━━ DATA SHOWN ━━
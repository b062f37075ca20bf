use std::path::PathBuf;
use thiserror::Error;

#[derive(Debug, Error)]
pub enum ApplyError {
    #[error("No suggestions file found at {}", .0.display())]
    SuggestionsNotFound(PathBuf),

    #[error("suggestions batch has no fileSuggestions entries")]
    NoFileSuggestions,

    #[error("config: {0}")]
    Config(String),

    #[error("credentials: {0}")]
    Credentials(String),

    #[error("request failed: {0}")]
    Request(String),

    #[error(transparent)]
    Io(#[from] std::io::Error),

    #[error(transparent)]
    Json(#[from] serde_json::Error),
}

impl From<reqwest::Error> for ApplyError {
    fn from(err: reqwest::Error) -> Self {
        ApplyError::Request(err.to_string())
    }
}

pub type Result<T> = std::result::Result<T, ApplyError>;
━━━
━━ DATA SHOWN ━━
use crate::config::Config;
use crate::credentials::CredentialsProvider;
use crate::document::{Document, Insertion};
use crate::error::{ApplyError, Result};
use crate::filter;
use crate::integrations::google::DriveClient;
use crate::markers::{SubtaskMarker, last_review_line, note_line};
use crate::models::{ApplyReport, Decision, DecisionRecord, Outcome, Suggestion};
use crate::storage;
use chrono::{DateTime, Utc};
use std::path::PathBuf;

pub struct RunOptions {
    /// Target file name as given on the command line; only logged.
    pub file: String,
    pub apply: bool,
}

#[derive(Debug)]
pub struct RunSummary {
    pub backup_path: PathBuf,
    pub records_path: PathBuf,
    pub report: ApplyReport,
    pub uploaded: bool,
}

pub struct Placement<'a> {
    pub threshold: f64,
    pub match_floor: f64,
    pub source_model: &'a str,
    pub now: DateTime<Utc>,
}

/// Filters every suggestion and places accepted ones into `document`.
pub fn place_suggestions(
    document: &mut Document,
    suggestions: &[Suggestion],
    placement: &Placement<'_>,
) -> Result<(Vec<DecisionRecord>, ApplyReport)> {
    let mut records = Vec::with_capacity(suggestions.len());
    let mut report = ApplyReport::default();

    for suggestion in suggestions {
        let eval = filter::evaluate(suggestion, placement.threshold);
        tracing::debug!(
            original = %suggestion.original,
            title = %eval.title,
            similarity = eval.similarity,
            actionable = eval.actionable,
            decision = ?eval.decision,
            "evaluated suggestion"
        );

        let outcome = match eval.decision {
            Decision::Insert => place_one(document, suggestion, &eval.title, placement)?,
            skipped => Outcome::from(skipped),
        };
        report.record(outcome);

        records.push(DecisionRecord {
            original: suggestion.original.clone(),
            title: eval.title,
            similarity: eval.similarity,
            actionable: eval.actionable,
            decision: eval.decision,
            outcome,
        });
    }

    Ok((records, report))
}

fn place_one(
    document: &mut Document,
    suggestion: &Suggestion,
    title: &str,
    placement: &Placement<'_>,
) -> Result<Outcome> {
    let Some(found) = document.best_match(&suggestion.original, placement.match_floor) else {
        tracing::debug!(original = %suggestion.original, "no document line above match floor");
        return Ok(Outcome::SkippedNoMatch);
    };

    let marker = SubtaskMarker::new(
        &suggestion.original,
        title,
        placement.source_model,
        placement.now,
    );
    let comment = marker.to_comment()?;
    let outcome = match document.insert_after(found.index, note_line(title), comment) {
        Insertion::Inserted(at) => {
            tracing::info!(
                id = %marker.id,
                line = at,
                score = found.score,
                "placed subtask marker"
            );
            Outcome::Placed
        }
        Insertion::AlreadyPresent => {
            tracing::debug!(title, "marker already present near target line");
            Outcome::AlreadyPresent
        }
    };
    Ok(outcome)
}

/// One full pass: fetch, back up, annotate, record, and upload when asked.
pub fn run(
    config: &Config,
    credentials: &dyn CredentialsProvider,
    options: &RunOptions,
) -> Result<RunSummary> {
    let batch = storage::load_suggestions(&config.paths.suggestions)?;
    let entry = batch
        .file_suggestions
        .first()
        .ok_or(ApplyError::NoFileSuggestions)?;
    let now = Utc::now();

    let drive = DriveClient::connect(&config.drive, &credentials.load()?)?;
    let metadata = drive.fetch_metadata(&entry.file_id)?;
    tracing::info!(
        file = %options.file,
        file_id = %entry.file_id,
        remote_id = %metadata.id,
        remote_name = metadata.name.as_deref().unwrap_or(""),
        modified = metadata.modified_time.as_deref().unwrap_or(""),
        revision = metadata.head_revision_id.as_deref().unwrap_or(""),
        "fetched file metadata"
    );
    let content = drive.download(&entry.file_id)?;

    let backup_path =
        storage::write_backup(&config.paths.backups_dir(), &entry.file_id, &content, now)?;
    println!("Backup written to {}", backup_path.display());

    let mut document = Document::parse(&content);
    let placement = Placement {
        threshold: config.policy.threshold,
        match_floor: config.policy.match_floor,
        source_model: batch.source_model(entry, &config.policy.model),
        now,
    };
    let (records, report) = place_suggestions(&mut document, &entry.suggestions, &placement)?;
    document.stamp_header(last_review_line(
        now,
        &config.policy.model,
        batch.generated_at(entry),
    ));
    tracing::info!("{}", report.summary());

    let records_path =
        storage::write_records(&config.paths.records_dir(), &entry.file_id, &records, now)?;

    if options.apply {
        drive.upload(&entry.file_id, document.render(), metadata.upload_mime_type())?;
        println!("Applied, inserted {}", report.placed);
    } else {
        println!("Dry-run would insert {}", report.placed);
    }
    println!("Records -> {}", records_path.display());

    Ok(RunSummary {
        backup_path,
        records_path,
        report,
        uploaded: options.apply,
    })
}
━━━
### ABOUT THIS EXERCISE
Say how many lines in the entries include the word "uploaded", with no text around the number.

### RESPONSE TO THE EXERCISE
2